## EXERCISE PROMPT
Go through each line of the records below and count those with the word "TcpListener". Give only the count.

-.-.-

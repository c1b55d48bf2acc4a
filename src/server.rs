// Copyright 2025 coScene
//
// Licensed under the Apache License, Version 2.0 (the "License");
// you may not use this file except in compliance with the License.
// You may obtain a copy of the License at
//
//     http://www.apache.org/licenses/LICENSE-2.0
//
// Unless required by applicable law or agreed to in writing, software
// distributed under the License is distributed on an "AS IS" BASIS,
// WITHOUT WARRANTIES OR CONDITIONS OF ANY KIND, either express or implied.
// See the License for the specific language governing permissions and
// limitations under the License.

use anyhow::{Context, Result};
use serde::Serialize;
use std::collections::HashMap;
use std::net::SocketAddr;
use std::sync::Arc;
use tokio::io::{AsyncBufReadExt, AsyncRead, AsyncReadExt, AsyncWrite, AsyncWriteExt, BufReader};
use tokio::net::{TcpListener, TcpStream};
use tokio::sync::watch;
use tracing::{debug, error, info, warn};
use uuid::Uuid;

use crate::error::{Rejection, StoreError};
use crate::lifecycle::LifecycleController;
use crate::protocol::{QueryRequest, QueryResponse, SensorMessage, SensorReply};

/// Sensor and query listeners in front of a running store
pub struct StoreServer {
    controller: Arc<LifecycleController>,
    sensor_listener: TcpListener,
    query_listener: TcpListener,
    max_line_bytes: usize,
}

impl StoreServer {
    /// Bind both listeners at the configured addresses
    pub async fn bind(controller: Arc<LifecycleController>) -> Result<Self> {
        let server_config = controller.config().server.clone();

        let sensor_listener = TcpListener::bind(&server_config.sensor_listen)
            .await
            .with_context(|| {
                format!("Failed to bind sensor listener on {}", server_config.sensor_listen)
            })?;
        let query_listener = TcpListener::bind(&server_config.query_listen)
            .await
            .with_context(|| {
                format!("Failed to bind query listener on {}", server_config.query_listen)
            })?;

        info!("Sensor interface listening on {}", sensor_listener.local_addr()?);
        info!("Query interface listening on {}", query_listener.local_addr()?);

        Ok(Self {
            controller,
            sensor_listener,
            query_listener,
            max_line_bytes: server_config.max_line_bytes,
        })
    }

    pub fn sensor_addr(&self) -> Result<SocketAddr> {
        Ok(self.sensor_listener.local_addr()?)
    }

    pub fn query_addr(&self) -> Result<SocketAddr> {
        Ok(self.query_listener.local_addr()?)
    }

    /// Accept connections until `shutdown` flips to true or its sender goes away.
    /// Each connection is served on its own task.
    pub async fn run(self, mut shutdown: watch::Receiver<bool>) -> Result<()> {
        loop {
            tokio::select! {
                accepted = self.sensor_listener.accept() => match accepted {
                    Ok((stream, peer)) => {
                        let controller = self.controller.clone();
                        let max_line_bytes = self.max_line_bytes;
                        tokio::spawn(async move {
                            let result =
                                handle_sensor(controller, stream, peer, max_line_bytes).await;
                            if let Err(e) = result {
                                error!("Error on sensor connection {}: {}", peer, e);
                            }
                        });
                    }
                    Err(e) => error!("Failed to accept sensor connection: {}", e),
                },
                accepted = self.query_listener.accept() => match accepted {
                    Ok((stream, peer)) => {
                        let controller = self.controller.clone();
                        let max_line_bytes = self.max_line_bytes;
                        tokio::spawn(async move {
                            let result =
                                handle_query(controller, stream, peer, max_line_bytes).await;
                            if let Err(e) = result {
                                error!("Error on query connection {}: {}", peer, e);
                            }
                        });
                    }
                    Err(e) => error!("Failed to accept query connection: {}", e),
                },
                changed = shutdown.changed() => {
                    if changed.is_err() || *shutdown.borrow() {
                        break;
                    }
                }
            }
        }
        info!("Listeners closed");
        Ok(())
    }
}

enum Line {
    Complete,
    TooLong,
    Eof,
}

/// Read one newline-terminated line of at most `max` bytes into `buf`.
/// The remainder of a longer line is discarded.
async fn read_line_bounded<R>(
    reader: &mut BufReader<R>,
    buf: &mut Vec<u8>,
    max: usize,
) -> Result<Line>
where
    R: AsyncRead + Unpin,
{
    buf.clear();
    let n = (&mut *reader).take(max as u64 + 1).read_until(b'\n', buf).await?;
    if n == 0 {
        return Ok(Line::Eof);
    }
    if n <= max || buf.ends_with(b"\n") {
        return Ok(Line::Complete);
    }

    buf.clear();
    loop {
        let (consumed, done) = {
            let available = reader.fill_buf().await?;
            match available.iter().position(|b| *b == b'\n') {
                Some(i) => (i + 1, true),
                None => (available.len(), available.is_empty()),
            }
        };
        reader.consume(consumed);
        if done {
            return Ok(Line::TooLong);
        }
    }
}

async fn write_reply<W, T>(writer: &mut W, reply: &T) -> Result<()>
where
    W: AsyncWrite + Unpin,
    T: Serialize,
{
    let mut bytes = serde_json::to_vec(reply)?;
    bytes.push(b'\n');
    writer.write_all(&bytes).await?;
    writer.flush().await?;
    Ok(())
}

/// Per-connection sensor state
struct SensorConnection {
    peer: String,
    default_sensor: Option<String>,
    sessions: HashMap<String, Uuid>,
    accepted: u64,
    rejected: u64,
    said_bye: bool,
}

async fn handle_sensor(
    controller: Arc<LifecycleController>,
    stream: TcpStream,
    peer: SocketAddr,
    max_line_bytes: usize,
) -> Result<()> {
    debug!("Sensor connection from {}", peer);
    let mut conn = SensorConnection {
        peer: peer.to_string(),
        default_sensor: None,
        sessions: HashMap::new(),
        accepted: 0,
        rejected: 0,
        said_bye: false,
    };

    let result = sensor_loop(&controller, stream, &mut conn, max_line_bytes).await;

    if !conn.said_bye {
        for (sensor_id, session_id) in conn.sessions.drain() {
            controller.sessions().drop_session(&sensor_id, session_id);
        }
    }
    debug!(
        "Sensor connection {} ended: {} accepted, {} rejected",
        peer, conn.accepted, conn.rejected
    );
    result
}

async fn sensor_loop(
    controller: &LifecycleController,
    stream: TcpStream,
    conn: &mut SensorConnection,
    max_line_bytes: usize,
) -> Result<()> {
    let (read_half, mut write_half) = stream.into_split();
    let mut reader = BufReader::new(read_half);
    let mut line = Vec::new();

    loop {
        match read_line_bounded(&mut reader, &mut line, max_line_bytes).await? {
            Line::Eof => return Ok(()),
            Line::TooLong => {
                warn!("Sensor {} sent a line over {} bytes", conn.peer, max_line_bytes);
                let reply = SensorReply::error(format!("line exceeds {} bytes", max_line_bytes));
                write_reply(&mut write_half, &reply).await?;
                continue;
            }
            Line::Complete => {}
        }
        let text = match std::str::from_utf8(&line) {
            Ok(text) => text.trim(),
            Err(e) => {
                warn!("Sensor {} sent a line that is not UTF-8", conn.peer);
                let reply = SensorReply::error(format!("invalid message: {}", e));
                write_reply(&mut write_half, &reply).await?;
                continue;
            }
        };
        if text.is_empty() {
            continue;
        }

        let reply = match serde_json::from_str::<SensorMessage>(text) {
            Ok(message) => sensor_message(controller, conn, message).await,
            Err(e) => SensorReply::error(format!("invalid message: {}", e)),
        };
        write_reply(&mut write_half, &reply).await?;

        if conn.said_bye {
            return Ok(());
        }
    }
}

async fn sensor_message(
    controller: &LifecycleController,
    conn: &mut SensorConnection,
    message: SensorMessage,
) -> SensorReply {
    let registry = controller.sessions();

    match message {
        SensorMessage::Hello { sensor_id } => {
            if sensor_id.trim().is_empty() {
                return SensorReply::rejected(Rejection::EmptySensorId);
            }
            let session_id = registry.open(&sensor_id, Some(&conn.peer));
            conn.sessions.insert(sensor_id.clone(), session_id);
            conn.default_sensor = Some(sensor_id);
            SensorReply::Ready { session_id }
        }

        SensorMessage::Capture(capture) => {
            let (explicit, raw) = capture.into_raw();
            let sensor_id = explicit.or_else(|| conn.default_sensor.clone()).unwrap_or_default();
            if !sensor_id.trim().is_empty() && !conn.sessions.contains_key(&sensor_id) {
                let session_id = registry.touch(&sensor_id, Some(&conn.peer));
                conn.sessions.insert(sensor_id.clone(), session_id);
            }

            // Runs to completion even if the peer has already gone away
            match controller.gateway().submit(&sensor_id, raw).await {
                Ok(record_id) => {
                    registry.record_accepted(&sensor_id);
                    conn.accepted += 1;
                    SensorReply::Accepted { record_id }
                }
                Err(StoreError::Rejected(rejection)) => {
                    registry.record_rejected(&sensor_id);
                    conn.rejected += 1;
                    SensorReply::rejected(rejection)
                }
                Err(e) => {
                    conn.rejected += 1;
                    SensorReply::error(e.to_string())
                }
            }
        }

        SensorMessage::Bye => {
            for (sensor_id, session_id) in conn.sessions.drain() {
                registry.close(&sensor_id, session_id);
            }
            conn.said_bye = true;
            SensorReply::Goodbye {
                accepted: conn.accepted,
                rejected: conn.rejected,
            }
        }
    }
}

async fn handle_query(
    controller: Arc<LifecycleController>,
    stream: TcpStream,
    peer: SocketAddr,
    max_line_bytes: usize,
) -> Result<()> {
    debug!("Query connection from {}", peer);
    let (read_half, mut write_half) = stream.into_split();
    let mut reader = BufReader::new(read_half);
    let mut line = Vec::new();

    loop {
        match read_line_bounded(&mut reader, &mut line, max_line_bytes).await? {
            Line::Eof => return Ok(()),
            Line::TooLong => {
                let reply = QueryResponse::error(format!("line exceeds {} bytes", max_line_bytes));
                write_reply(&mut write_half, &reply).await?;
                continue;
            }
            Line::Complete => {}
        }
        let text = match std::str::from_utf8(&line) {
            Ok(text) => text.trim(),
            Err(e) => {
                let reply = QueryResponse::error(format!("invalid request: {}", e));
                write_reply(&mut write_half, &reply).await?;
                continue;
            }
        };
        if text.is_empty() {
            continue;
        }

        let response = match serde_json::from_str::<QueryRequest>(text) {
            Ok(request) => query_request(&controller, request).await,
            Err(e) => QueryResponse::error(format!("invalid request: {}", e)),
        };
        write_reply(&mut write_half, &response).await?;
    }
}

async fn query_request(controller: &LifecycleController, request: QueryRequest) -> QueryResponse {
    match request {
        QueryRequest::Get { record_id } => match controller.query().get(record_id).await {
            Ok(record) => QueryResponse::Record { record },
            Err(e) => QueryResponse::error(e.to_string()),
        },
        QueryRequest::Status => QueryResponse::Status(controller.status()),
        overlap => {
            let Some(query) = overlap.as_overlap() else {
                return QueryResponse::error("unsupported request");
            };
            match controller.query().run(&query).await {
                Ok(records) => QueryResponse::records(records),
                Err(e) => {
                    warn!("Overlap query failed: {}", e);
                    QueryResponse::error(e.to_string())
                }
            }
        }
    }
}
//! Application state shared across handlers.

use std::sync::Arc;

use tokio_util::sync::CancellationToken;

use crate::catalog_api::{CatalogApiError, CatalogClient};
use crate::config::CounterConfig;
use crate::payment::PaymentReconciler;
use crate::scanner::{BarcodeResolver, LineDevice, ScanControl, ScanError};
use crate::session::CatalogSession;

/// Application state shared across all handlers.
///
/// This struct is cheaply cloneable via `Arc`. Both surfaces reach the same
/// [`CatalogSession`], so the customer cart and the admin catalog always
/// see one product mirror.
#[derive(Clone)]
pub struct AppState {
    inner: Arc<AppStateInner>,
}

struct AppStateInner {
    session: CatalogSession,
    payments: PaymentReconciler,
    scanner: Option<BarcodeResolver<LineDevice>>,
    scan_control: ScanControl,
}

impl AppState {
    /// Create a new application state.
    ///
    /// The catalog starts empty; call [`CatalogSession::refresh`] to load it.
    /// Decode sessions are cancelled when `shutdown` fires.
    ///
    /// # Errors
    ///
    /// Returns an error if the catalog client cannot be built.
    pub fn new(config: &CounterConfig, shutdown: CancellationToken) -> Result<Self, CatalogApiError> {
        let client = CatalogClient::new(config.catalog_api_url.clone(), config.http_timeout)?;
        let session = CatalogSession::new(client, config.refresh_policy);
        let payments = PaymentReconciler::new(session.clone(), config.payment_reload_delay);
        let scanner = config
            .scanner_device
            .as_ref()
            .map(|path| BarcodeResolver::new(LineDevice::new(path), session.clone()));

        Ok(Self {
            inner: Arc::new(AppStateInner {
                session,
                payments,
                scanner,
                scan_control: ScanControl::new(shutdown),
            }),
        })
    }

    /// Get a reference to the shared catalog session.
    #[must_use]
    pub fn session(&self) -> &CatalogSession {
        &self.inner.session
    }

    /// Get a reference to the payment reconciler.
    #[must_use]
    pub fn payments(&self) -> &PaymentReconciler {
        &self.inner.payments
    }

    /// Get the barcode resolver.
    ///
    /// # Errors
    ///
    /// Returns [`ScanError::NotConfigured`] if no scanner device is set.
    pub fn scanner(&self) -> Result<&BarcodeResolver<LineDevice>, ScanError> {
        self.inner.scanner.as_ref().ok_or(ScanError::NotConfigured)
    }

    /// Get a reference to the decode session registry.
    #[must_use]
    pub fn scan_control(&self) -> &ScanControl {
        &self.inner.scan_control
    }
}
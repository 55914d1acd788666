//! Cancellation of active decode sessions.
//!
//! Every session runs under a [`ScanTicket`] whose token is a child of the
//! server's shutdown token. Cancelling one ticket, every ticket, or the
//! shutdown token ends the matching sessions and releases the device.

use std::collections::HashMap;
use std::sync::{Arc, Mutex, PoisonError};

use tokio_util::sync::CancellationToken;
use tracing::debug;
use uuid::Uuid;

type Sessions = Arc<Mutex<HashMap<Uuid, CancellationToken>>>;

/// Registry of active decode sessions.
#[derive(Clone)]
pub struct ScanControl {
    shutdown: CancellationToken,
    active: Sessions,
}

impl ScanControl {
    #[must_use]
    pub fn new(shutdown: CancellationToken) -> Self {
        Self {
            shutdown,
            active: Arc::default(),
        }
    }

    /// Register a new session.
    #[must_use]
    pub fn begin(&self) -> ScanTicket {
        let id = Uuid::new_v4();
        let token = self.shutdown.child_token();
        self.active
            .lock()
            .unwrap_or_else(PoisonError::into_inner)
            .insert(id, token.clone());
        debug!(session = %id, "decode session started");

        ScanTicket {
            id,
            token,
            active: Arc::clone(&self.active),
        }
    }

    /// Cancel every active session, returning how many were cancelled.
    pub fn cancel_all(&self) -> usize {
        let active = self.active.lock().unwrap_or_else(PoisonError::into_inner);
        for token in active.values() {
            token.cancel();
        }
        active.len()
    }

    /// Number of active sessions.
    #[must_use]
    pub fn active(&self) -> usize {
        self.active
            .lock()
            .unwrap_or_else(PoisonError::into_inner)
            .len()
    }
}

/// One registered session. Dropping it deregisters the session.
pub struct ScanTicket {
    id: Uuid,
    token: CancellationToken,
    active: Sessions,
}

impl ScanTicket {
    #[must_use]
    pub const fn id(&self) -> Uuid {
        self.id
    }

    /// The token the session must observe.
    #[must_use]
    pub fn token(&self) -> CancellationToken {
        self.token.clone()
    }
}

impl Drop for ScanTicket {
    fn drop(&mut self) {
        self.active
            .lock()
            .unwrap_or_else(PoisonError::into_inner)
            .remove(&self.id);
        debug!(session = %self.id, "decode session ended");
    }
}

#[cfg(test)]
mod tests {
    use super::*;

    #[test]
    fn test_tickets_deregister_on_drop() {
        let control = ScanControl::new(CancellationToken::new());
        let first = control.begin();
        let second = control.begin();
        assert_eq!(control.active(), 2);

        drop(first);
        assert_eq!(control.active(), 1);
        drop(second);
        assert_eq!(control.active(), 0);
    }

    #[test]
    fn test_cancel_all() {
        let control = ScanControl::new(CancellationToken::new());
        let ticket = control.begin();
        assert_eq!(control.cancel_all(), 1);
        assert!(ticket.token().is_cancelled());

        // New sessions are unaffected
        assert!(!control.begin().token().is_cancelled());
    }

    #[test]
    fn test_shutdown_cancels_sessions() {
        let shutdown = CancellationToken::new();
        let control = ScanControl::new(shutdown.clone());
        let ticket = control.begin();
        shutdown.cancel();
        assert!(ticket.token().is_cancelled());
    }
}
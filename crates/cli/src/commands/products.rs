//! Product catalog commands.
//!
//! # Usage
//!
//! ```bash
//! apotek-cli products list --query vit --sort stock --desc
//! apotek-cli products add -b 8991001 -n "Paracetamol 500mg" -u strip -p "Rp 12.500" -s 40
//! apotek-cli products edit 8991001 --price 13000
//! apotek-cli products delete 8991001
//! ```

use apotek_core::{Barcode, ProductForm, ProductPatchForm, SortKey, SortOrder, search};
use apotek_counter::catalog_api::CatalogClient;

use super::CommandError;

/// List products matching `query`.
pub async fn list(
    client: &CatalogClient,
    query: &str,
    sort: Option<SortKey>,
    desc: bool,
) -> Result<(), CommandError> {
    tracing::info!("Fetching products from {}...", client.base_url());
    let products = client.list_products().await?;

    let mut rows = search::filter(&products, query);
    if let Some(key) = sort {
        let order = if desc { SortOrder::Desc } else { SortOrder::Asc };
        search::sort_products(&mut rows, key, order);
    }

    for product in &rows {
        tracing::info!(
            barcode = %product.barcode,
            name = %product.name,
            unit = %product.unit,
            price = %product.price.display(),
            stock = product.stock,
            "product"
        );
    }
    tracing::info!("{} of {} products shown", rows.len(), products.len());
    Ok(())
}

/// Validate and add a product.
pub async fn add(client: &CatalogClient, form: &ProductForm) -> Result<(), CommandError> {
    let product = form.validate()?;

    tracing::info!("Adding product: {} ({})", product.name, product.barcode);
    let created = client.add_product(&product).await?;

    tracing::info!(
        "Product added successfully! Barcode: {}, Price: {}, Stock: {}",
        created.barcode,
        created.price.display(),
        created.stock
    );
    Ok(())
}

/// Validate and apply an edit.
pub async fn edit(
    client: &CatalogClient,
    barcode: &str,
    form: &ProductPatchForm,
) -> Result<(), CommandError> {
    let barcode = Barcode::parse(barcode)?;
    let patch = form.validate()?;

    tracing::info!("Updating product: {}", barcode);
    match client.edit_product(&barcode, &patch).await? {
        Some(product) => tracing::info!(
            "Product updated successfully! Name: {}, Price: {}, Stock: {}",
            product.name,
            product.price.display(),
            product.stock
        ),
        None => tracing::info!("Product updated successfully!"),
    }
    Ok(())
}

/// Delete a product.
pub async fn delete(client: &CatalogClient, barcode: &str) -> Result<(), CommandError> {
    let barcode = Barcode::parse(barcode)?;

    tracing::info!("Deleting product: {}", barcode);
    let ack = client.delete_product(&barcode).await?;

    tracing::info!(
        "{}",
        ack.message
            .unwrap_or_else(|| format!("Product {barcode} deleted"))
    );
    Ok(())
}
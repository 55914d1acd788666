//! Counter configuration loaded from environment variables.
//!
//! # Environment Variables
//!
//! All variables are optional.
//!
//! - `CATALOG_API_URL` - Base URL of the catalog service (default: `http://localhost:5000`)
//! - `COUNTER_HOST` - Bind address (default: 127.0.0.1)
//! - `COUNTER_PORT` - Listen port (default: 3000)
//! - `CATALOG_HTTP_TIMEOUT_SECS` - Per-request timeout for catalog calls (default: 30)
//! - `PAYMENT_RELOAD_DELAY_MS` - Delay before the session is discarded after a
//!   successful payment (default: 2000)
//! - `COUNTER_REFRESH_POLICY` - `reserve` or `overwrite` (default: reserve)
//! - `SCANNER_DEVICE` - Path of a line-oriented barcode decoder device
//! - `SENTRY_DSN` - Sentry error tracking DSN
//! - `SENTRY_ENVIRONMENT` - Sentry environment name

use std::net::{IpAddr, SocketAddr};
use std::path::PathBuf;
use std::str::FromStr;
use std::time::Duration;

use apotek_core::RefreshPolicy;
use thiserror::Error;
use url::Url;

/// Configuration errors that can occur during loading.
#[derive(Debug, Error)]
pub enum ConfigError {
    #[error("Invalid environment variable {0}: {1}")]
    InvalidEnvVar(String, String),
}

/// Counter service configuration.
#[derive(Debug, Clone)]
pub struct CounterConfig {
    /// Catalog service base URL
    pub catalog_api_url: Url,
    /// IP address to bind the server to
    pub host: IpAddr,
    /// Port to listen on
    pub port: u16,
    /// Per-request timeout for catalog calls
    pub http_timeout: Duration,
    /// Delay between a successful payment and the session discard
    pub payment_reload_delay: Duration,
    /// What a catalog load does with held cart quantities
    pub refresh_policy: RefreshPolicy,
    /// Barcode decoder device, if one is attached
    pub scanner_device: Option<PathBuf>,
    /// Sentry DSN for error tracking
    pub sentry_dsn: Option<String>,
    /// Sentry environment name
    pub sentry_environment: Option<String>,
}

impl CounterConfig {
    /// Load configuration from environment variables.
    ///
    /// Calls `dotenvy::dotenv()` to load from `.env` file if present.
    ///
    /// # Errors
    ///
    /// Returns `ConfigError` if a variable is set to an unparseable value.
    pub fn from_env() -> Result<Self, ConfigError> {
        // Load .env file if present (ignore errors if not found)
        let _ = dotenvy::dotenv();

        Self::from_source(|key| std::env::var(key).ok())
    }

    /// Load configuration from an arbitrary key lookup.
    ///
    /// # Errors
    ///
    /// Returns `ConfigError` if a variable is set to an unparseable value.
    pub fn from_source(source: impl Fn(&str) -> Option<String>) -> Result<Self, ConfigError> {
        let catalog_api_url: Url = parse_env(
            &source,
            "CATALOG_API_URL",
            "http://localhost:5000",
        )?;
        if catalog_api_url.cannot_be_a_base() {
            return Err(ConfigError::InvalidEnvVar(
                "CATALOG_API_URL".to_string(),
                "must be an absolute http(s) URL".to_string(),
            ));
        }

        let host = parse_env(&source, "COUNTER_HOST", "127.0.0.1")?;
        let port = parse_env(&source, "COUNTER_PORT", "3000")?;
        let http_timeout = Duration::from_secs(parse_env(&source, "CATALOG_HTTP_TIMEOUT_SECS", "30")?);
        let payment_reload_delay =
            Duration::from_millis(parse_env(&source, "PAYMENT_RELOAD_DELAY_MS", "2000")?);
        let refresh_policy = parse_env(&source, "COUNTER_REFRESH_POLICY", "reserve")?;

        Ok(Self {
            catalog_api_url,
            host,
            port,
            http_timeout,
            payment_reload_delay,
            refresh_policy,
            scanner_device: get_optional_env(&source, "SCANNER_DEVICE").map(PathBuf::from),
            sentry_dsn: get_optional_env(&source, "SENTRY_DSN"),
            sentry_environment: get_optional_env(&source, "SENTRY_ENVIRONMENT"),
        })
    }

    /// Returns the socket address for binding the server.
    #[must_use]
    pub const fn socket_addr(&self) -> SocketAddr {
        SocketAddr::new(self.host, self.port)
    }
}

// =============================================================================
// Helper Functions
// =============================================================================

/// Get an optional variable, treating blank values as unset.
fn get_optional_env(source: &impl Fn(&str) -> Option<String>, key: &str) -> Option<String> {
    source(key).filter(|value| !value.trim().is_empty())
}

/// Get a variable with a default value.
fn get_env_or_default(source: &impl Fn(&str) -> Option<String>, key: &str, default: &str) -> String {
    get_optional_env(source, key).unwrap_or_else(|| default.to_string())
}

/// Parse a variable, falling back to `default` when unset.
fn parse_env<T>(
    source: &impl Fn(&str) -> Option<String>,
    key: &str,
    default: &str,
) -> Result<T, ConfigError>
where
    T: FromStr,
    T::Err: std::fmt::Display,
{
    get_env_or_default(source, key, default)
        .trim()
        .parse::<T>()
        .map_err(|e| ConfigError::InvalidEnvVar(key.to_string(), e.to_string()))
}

-.-.-

## ANSWER SECTION
5